We live in a world in which machine learning is at the core of the fourth industrial revolution.
Linear regression is one of the simplest and most widely used machine learning techniques.
There are a plethora of practical applications of linear regression.
For example, obesity can be used to predict the chances of developing type 2 diabetes.
Or, a student’s GPA can be predicted based on the number of hours he/she spends studying.
Simply put, linear regression shows a relationship between two variables.
There is an independent variable called predictor and a dependent variable called response.
X is an independent variable and y is a dependent variable.
In the previous blog post, we learned how to build a linear regression model in Qlik Sense using built-in statistical functions.
Linear Regression in Python
Let’s create a linear regression model using the same data set, using Jupyter notebook so that we can compare both models for accuracy.
Step1: Let’s import required Python libraries first and then create a data frame using the read_csv method.
Step2: Now, let’s create a scatterplot chart to visualize the relationship between the independent and dependent variables.
Step3: Let’s calculate the coefficient of correlation and coefficient of determination.
The coefficient of correlation indicates a positive or negative correlation between the two variables. A value closer to 1 indicates a stronger positive correlation.

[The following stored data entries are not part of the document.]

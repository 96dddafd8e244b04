// This Source Code Form is subject to the terms of the Mozilla Public
// License, v. 2.0. If a copy of the MPL was not distributed with this
// file, You can obtain one at https://mozilla.org/MPL/2.0/.

//! Retention tiers and their interval boundaries.
//!
//! A tier is a named retention bucket with a fixed cadence. The set of tiers
//! is closed: each one carries a cron-style run schedule and a lifetime unit
//! that the middleware's task payloads expect, and each one knows how to
//! compute its most recent interval boundary from a point in time. All
//! boundary math is done in UTC.

use chrono::DateTime;
use chrono::Datelike;
use chrono::Duration;
use chrono::TimeZone;
use chrono::Timelike;
use chrono::Utc;
use chrono::Weekday;
use serde::Deserialize;
use serde::Serialize;
use std::collections::BTreeMap;
use std::fmt;
use std::str::FromStr;

/// A named retention bucket.
///
/// Variants are ordered from most to least frequent, so `Ord` on `Tier` is
/// "runs more often than".
#[derive(
    Clone,
    Copy,
    Debug,
    PartialEq,
    Eq,
    PartialOrd,
    Ord,
    Hash,
    Serialize,
    Deserialize,
)]
#[serde(rename_all = "lowercase")]
pub enum Tier {
    /// Every 15 minutes.
    Frequent,
    Hourly,
    Daily,
    Weekly,
    Monthly,
    Yearly,
}

/// Unit attached to a retain-count in middleware task payloads.
#[derive(
    Clone,
    Copy,
    Debug,
    PartialEq,
    Eq,
    PartialOrd,
    Ord,
    Hash,
    Serialize,
    Deserialize,
)]
#[serde(rename_all = "UPPERCASE")]
pub enum LifetimeUnit {
    Hour,
    Day,
    Week,
    Month,
    Year,
}

impl LifetimeUnit {
    /// Approximate length of one unit in hours, used only to order tiers by
    /// total retention span. Months and years are approximations on purpose;
    /// exactness doesn't matter for ordering.
    pub fn approx_hours(&self) -> u64 {
        match self {
            LifetimeUnit::Hour => 1,
            LifetimeUnit::Day => 24,
            LifetimeUnit::Week => 24 * 7,
            LifetimeUnit::Month => 24 * 30,
            LifetimeUnit::Year => 24 * 365,
        }
    }
}

impl fmt::Display for LifetimeUnit {
    fn fmt(&self, f: &mut fmt::Formatter<'_>) -> fmt::Result {
        let s = match self {
            LifetimeUnit::Hour => "HOUR",
            LifetimeUnit::Day => "DAY",
            LifetimeUnit::Week => "WEEK",
            LifetimeUnit::Month => "MONTH",
            LifetimeUnit::Year => "YEAR",
        };
        write!(f, "{s}")
    }
}

/// Cron-style schedule fields, as the middleware's task payloads expect them.
#[derive(Clone, Debug, PartialEq, Eq, Serialize, Deserialize)]
pub struct CronSchedule {
    pub minute: String,
    pub hour: String,
    pub dom: String,
    pub month: String,
    pub dow: String,
}

impl CronSchedule {
    fn new(minute: &str, hour: &str, dom: &str, month: &str, dow: &str) -> Self {
        Self {
            minute: minute.to_string(),
            hour: hour.to_string(),
            dom: dom.to_string(),
            month: month.to_string(),
            dow: dow.to_string(),
        }
    }
}

/// Day on which the weekly boundary falls.
///
/// The weekly tier's alignment is configuration, not an implicit default:
/// callers that care which day "the weekly one" is taken on must say so.
#[derive(
    Clone, Copy, Debug, Default, PartialEq, Eq, Serialize, Deserialize,
)]
#[serde(rename_all = "lowercase")]
pub enum WeekStart {
    #[default]
    Sunday,
    Monday,
}

impl WeekStart {
    /// Cron day-of-week number (0 = Sunday).
    pub fn dow(&self) -> u8 {
        match self {
            WeekStart::Sunday => 0,
            WeekStart::Monday => 1,
        }
    }

    fn days_since(&self, weekday: Weekday) -> u32 {
        match self {
            WeekStart::Sunday => weekday.num_days_from_sunday(),
            WeekStart::Monday => weekday.num_days_from_monday(),
        }
    }
}

/// Configuration for boundary computation, threaded explicitly into the
/// engine's entry point.
#[derive(
    Clone, Copy, Debug, Default, PartialEq, Eq, Serialize, Deserialize,
)]
pub struct BoundaryConfig {
    #[serde(default)]
    pub week_start: WeekStart,
}

impl Tier {
    /// All tiers, most frequent first.
    pub const ALL: [Tier; 6] = [
        Tier::Frequent,
        Tier::Hourly,
        Tier::Daily,
        Tier::Weekly,
        Tier::Monthly,
        Tier::Yearly,
    ];

    pub fn label(&self) -> &'static str {
        match self {
            Tier::Frequent => "frequent",
            Tier::Hourly => "hourly",
            Tier::Daily => "daily",
            Tier::Weekly => "weekly",
            Tier::Monthly => "monthly",
            Tier::Yearly => "yearly",
        }
    }

    pub fn lifetime_unit(&self) -> LifetimeUnit {
        match self {
            Tier::Frequent => LifetimeUnit::Hour,
            Tier::Hourly => LifetimeUnit::Hour,
            Tier::Daily => LifetimeUnit::Day,
            Tier::Weekly => LifetimeUnit::Week,
            Tier::Monthly => LifetimeUnit::Month,
            Tier::Yearly => LifetimeUnit::Year,
        }
    }

    /// The cron schedule on which this tier runs.
    pub fn schedule(&self, config: &BoundaryConfig) -> CronSchedule {
        match self {
            Tier::Frequent => CronSchedule::new("*/15", "*", "*", "*", "*"),
            Tier::Hourly => CronSchedule::new("0", "*", "*", "*", "*"),
            Tier::Daily => CronSchedule::new("0", "0", "*", "*", "*"),
            Tier::Weekly => CronSchedule::new(
                "0",
                "0",
                "*",
                "*",
                &config.week_start.dow().to_string(),
            ),
            Tier::Monthly => CronSchedule::new("0", "0", "1", "*", "*"),
            Tier::Yearly => CronSchedule::new("0", "0", "1", "1", "*"),
        }
    }

    /// The most recent interval boundary at or before `now`.
    pub fn boundary(
        &self,
        now: DateTime<Utc>,
        config: &BoundaryConfig,
    ) -> DateTime<Utc> {
        match self {
            Tier::Frequent => {
                let minute = now.minute() - now.minute() % 15;
                utc(now.year(), now.month(), now.day(), now.hour(), minute)
            }
            Tier::Hourly => {
                utc(now.year(), now.month(), now.day(), now.hour(), 0)
            }
            Tier::Daily => utc(now.year(), now.month(), now.day(), 0, 0),
            Tier::Weekly => {
                let midnight = utc(now.year(), now.month(), now.day(), 0, 0);
                let back = config.week_start.days_since(now.weekday());
                midnight - Duration::days(i64::from(back))
            }
            Tier::Monthly => utc(now.year(), now.month(), 1, 0, 0),
            Tier::Yearly => utc(now.year(), 1, 1, 0, 0),
        }
    }

    /// The boundary immediately after `boundary`.
    ///
    /// `[boundary, next_boundary)` is the tier's current window; "one
    /// snapshot per tier per boundary" is judged against this half-open
    /// interval.
    pub fn next_boundary(&self, boundary: DateTime<Utc>) -> DateTime<Utc> {
        match self {
            Tier::Frequent => boundary + Duration::minutes(15),
            Tier::Hourly => boundary + Duration::hours(1),
            Tier::Daily => boundary + Duration::days(1),
            Tier::Weekly => boundary + Duration::days(7),
            Tier::Monthly => {
                if boundary.month() == 12 {
                    utc(boundary.year() + 1, 1, 1, 0, 0)
                } else {
                    utc(boundary.year(), boundary.month() + 1, 1, 0, 0)
                }
            }
            Tier::Yearly => utc(boundary.year() + 1, 1, 1, 0, 0),
        }
    }
}

// All call sites pass components taken from an existing valid timestamp (or
// day/month 1), so construction cannot fail.
fn utc(year: i32, month: u32, day: u32, hour: u32, minute: u32) -> DateTime<Utc> {
    Utc.with_ymd_and_hms(year, month, day, hour, minute, 0)
        .single()
        .expect("valid UTC timestamp from valid components")
}

impl fmt::Display for Tier {
    fn fmt(&self, f: &mut fmt::Formatter<'_>) -> fmt::Result {
        write!(f, "{}", self.label())
    }
}

#[derive(Debug, thiserror::Error)]
#[error("unknown tier {0:?}")]
pub struct UnknownTier(pub String);

impl FromStr for Tier {
    type Err = UnknownTier;

    fn from_str(s: &str) -> Result<Self, Self::Err> {
        Tier::ALL
            .iter()
            .copied()
            .find(|t| t.label() == s)
            .ok_or_else(|| UnknownTier(s.to_string()))
    }
}

/// Mapping from tier to retain-count.
///
/// A count of 0 disables a tier; tiers never listed are equivalent to tiers
/// listed with 0. Immutable once handed to the engine.
#[derive(
    Clone, Debug, Default, PartialEq, Eq, Serialize, Deserialize,
)]
#[serde(transparent)]
pub struct TierSpec {
    counts: BTreeMap<Tier, u32>,
}

impl TierSpec {
    pub fn new() -> Self {
        Self::default()
    }

    pub fn with_tier(mut self, tier: Tier, count: u32) -> Self {
        self.counts.insert(tier, count);
        self
    }

    /// Retain-count for `tier`; 0 means the tier is disabled.
    pub fn retain_count(&self, tier: Tier) -> u32 {
        self.counts.get(&tier).copied().unwrap_or(0)
    }

    /// Tiers with a non-zero retain-count, most frequent first.
    pub fn enabled_tiers(&self) -> impl Iterator<Item = Tier> + '_ {
        self.counts
            .iter()
            .filter(|(_, count)| **count > 0)
            .map(|(tier, _)| *tier)
    }

    /// True if no tier is enabled.
    pub fn is_empty(&self) -> bool {
        self.enabled_tiers().next().is_none()
    }

    /// The most frequently-running enabled tier.
    pub fn most_frequent_tier(&self) -> Option<Tier> {
        self.enabled_tiers().next()
    }

    /// The enabled tier whose total retention span is longest, together with
    /// its retain-count. Ties resolve to the more frequent tier.
    pub fn longest_retention(&self) -> Option<(Tier, u32)> {
        self.counts
            .iter()
            .filter(|(_, count)| **count > 0)
            .max_by_key(|(tier, count)| {
                // `max_by_key` keeps the last maximum, so break span ties
                // toward the more frequent (smaller) tier explicitly.
                (
                    u64::from(**count) * tier.lifetime_unit().approx_hours(),
                    std::cmp::Reverse(**tier),
                )
            })
            .map(|(tier, count)| (*tier, *count))
    }
}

The coefficient of determination indicates if the data set is a good fit for the simple linear regression. A value closer to 1 is a good fit whereas a value closer to 0 is not.
Since our data set has a positive correlation between the independent and the dependent variables, and since it has a positive coefficient of determination, we can proceed further.
step 4: Let’s create a linear regression object using the linear_model method. We will use this object to predict the teenage birth rate for the age group 15-17 based on a given poverty rate.
step 5: Now that we have trained the model, let’s predict teenage birth rate for the poverty rate of 15% so that we can compare prediction with the model we have built-in Qlik Sense.
This teenage birth rate of 24.867% matches precisely with one that our Qlik Sense linear regression model has.
We accomplished our goal of comparing a linear regression model that we created in Qlik Sense against the one that we created in Python and both models output identical teenage birth rates.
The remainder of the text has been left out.